McTaggart takes on Cayman slight in UK commons

| 18/02/2011 | 3 Comments

(CNS): Despite the departure of Anthony Travers, Cayman Finance is keeping up with the work he started. Interim Chairman Roy McTaggart has sent a letter to Ronnie Campbell, MP (left), a UK parliamentarian who referred to the Cayman Islands as a tax haven during a debate in the House of Commons on Wednesday. In the letter he says that Campbell is doing a disservice to his constituents, given the enormous economic benefits UK companies gain by using Cayman when he inaccurately describes the islands as a tax haven. Delivering the same message as his predecessor, McTaggart says Cayman is a fully transparent jurisdiction and not a place where individuals or corporations are able to “hide money”.

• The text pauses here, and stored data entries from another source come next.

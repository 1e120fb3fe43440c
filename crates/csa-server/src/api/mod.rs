mod sentiment;

use std::sync::Arc;

use axum::{
    http::{header, HeaderName, HeaderValue, Method, StatusCode},
    response::IntoResponse,
    routing::{get, post},
    Json, Router,
};
use csa_scraper::{ApifyClient, FetchLimits};
use csa_sentiment::{PolarityScorer, SentimentError};
use serde::Serialize;
use tower::ServiceBuilder;
use tower_http::{cors::CorsLayer, trace::TraceLayer};

use crate::middleware::request_id;

#[derive(Clone)]
pub struct AppState {
    pub source: Arc<ApifyClient>,
    pub scorer: Arc<dyn PolarityScorer>,
    pub limits: FetchLimits,
}

/// Failure body: `{"error": "<message>"}`.
#[derive(Debug, Serialize)]
pub struct ApiError {
    #[serde(skip)]
    pub status: StatusCode,
    pub error: String,
}

#[derive(Debug, Serialize, PartialEq, Eq)]
struct HealthData {
    status: &'static str,
}

impl ApiError {
    pub fn new(status: StatusCode, message: impl Into<String>) -> Self {
        Self {
            status,
            error: message.into(),
        }
    }

    pub fn bad_request(message: impl Into<String>) -> Self {
        Self::new(StatusCode::BAD_REQUEST, message)
    }
}

impl From<SentimentError> for ApiError {
    fn from(err: SentimentError) -> Self {
        let status = match &err {
            SentimentError::InvalidUrl(_)
            | SentimentError::ProviderUnavailable(_)
            | SentimentError::EmptyResponse => StatusCode::BAD_REQUEST,
            SentimentError::NoData(_) => StatusCode::UNPROCESSABLE_ENTITY,
            SentimentError::Unexpected(_) => {
                tracing::error!(error = %err, "unexpected pipeline failure");
                StatusCode::INTERNAL_SERVER_ERROR
            }
        };
        Self::new(status, err.to_string())
    }
}

impl IntoResponse for ApiError {
    fn into_response(self) -> axum::response::Response {
        (self.status, Json(self)).into_response()
    }
}

fn build_cors(origins: &[String]) -> CorsLayer {
    let origins: Vec<HeaderValue> = origins
        .iter()
        .filter_map(|origin| match HeaderValue::from_str(origin) {
            Ok(value) => Some(value),
            Err(e) => {
                tracing::warn!(origin = %origin, error = %e, "ignoring invalid CORS origin");
                None
            }
        })
        .collect();

    CorsLayer::new()
        .allow_origin(origins)
        .allow_methods([Method::GET, Method::POST])
        .allow_headers([header::CONTENT_TYPE, HeaderName::from_static("x-request-id")])
}

pub fn build_app(state: AppState, cors_origins: &[String]) -> Router {
    Router::new()
        .route("/api/health", get(health))
        .route(
            "/api/analyze-sentiment",
            post(sentiment::analyze_sentiment),
        )
        .layer(
            ServiceBuilder::new()
                .layer(TraceLayer::new_for_http())
                .layer(build_cors(cors_origins))
                .layer(axum::middleware::from_fn(request_id)),
        )
        .with_state(state)
}

async fn health() -> impl IntoResponse {
    (StatusCode::OK, Json(HealthData { status: "ok" }))
}

#[cfg(test)]
mod tests {
    use super::*;
    use axum::body::{to_bytes, Body};
    use axum::http::Request;
    use csa_sentiment::LexiconScorer;
    use serde_json::{json, Value};
    use tower::ServiceExt;
    use wiremock::matchers::{method, path};
    use wiremock::{Mock, MockServer, ResponseTemplate};

    const RUN_PATH: &str = "/run-sync-get-dataset-items";
    const POST_URL: &str = "https://www.instagram.com/p/Cxyz123/";

    fn app(server_uri: &str) -> Router {
        app_with_timeout(server_uri, 5)
    }

    fn app_with_timeout(server_uri: &str, timeout_secs: u64) -> Router {
        let source = ApifyClient::new(
            &format!("{server_uri}{RUN_PATH}"),
            "test-token",
            timeout_secs,
            "csa-test/0.1",
        )
        .expect("client");
        let state = AppState {
            source: Arc::new(source),
            scorer: Arc::new(LexiconScorer::new()),
            limits: FetchLimits::default(),
        };
        build_app(state, &["http://localhost:3000".to_string()])
    }

    async fn post_json(app: Router, body: &str) -> (StatusCode, Value) {
        let response = app
            .oneshot(
                Request::builder()
                    .method("POST")
                    .uri("/api/analyze-sentiment")
                    .header("content-type", "application/json")
                    .body(Body::from(body.to_owned()))
                    .expect("request"),
            )
            .await
            .expect("response");
        let status = response.status();
        let bytes = to_bytes(response.into_body(), usize::MAX)
            .await
            .expect("body bytes");
        let json = serde_json::from_slice(&bytes).expect("json parse");
        (status, json)
    }

    async fn mount_dataset(server: &MockServer, status: u16, body: Value, times: u64) {
        Mock::given(method("POST"))
            .and(path(RUN_PATH))
            .respond_with(ResponseTemplate::new(status).set_body_json(body))
            .expect(times)
            .mount(server)
            .await;
    }

    #[test]
    fn sentiment_errors_map_to_statuses() {
        let cases = [
            (SentimentError::InvalidUrl("x".into()), StatusCode::BAD_REQUEST),
            (
                SentimentError::ProviderUnavailable("down".into()),
                StatusCode::BAD_REQUEST,
            ),
            (SentimentError::EmptyResponse, StatusCode::BAD_REQUEST),
            (
                SentimentError::NoData(csa_sentiment::NoDataError),
                StatusCode::UNPROCESSABLE_ENTITY,
            ),
            (
                SentimentError::Unexpected("boom".into()),
                StatusCode::INTERNAL_SERVER_ERROR,
            ),
        ];
        for (err, expected) in cases {
            assert_eq!(ApiError::from(err).status, expected);
        }
    }

    #[tokio::test]
    async fn health_returns_ok_and_request_id() {
        let response = app("http://127.0.0.1:9")
            .oneshot(
                Request::builder()
                    .uri("/api/health")
                    .header("x-request-id", "req-42")
                    .body(Body::empty())
                    .expect("request"),
            )
            .await
            .expect("response");
        assert_eq!(response.status(), StatusCode::OK);
        assert_eq!(
            response.headers().get("x-request-id").map(HeaderValue::as_bytes),
            Some(b"req-42".as_slice())
        );
    }

    #[tokio::test]
    async fn missing_post_url_is_bad_request() {
        let (status, json) = post_json(app("http://127.0.0.1:9"), "{}").await;
        assert_eq!(status, StatusCode::BAD_REQUEST);
        assert_eq!(json, json!({"error": "Missing post_url parameter"}));
    }

    #[tokio::test]
    async fn malformed_body_is_bad_request() {
        let (status, json) = post_json(app("http://127.0.0.1:9"), "not json").await;
        assert_eq!(status, StatusCode::BAD_REQUEST);
        assert_eq!(json["error"], "Missing post_url parameter");
    }

    #[tokio::test]
    async fn invalid_url_is_rejected_before_provider_call() {
        let server = MockServer::start().await;
        mount_dataset(&server, 200, json!([]), 0).await;

        let (status, json) = post_json(
            app(&server.uri()),
            r#"{"post_url": "https://www.instagram.com/someone/"}"#,
        )
        .await;
        assert_eq!(status, StatusCode::BAD_REQUEST);
        assert!(json["error"]
            .as_str()
            .expect("error string")
            .starts_with("Invalid Instagram URL"));
    }

    #[tokio::test]
    async fn provider_failures_are_retried_then_reported() {
        let server = MockServer::start().await;
        mount_dataset(&server, 500, json!({"error": "actor crashed"}), 3).await;

        let (status, json) = post_json(
            app(&server.uri()),
            &json!({ "post_url": POST_URL }).to_string(),
        )
        .await;
        assert_eq!(status, StatusCode::BAD_REQUEST);
        let message = json["error"].as_str().expect("error string");
        assert!(message.starts_with("API request failed"), "{message}");
        assert!(message.contains("3 attempts"), "{message}");
    }

    #[tokio::test]
    async fn provider_timeouts_are_retried_then_reported() {
        let server = MockServer::start().await;
        Mock::given(method("POST"))
            .and(path(RUN_PATH))
            .respond_with(
                ResponseTemplate::new(200)
                    .set_body_json(json!([]))
                    .set_delay(std::time::Duration::from_secs(2)),
            )
            .expect(3)
            .mount(&server)
            .await;

        let (status, json) = post_json(
            app_with_timeout(&server.uri(), 1),
            &json!({ "post_url": POST_URL }).to_string(),
        )
        .await;
        assert_eq!(status, StatusCode::BAD_REQUEST);
        let message = json["error"].as_str().expect("error string");
        assert!(message.starts_with("API request failed"), "{message}");
        assert!(message.contains("3 attempts"), "{message}");
    }

    #[tokio::test]
    async fn empty_dataset_is_reported() {
        let server = MockServer::start().await;
        mount_dataset(&server, 200, json!([]), 1).await;

        let (status, json) = post_json(
            app(&server.uri()),
            &json!({ "post_url": POST_URL }).to_string(),
        )
        .await;
        assert_eq!(status, StatusCode::BAD_REQUEST);
        assert_eq!(json, json!({"error": "No data returned from API"}));
    }

    #[tokio::test]
    async fn caption_only_dataset_is_unprocessable() {
        let server = MockServer::start().await;
        mount_dataset(
            &server,
            200,
            json!([{"ownerUsername": "brand", "text": "caption", "isCaption": true}]),
            1,
        )
        .await;

        let (status, json) = post_json(
            app(&server.uri()),
            &json!({ "post_url": POST_URL }).to_string(),
        )
        .await;
        assert_eq!(status, StatusCode::UNPROCESSABLE_ENTITY);
        assert_eq!(
            json,
            json!({"error": "No comments to analyze or no valid sentiment results."})
        );
    }

    #[tokio::test]
    async fn non_array_dataset_is_internal_error() {
        let server = MockServer::start().await;
        mount_dataset(&server, 200, json!({"items": []}), 1).await;

        let (status, json) = post_json(
            app(&server.uri()),
            &json!({ "post_url": POST_URL }).to_string(),
        )
        .await;
        assert_eq!(status, StatusCode::INTERNAL_SERVER_ERROR);
        assert!(json["error"]
            .as_str()
            .expect("error string")
            .starts_with("Internal server error"));
    }

    #[tokio::test]
    async fn successful_analysis_returns_summary() {
        let server = MockServer::start().await;
        mount_dataset(
            &server,
            201,
            json!([
                {"postData": {"ownerUsername": "brand"}},
                {"ownerUsername": "brand", "text": "Out now!", "isCaption": true},
                {"ownerUsername": "a", "text": "love it, amazing"},
                {"ownerUsername": "b", "commentText": "this is terrible"}
            ]),
            1,
        )
        .await;

        let (status, json) = post_json(
            app(&server.uri()),
            &json!({ "post_url": POST_URL }).to_string(),
        )
        .await;
        assert_eq!(status, StatusCode::OK);
        assert_eq!(
            json["post_info"],
            json!({"username": "brand", "shortcode": "Cxyz123"})
        );
        assert_eq!(json["stats"]["total_comments"], 2);
        assert_eq!(json["stats"]["positive_count"], 1);
        assert_eq!(json["stats"]["negative_count"], 1);
        assert_eq!(json["highlights"]["most_positive"]["username"], "a");
        assert_eq!(json["highlights"]["most_negative"]["username"], "b");
        assert_eq!(json["comments"].as_array().map(Vec::len), Some(2));
    }
}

During his comments in the UK parliament Campbell, the Labour MP for Blyth Valley, said he was sick of hearing the argument that there was no money in the UK government’s coffers. “Does my right hon. Friend not agree that, if all the multinational companies, including the banks, paid the tax on their profits instead of avoiding doing so by hiding their money in tax havens such as the Cayman islands, we would not have this problem? We would have bags of money-billions of pounds,” he said.

In his letter McTaggart, who took up the role only this week, said the statement was factually inaccurate and that UK-based multinational companies and corporate structures that are domiciled in the Cayman Islands have done so legally and in compliance with their domestic tax laws.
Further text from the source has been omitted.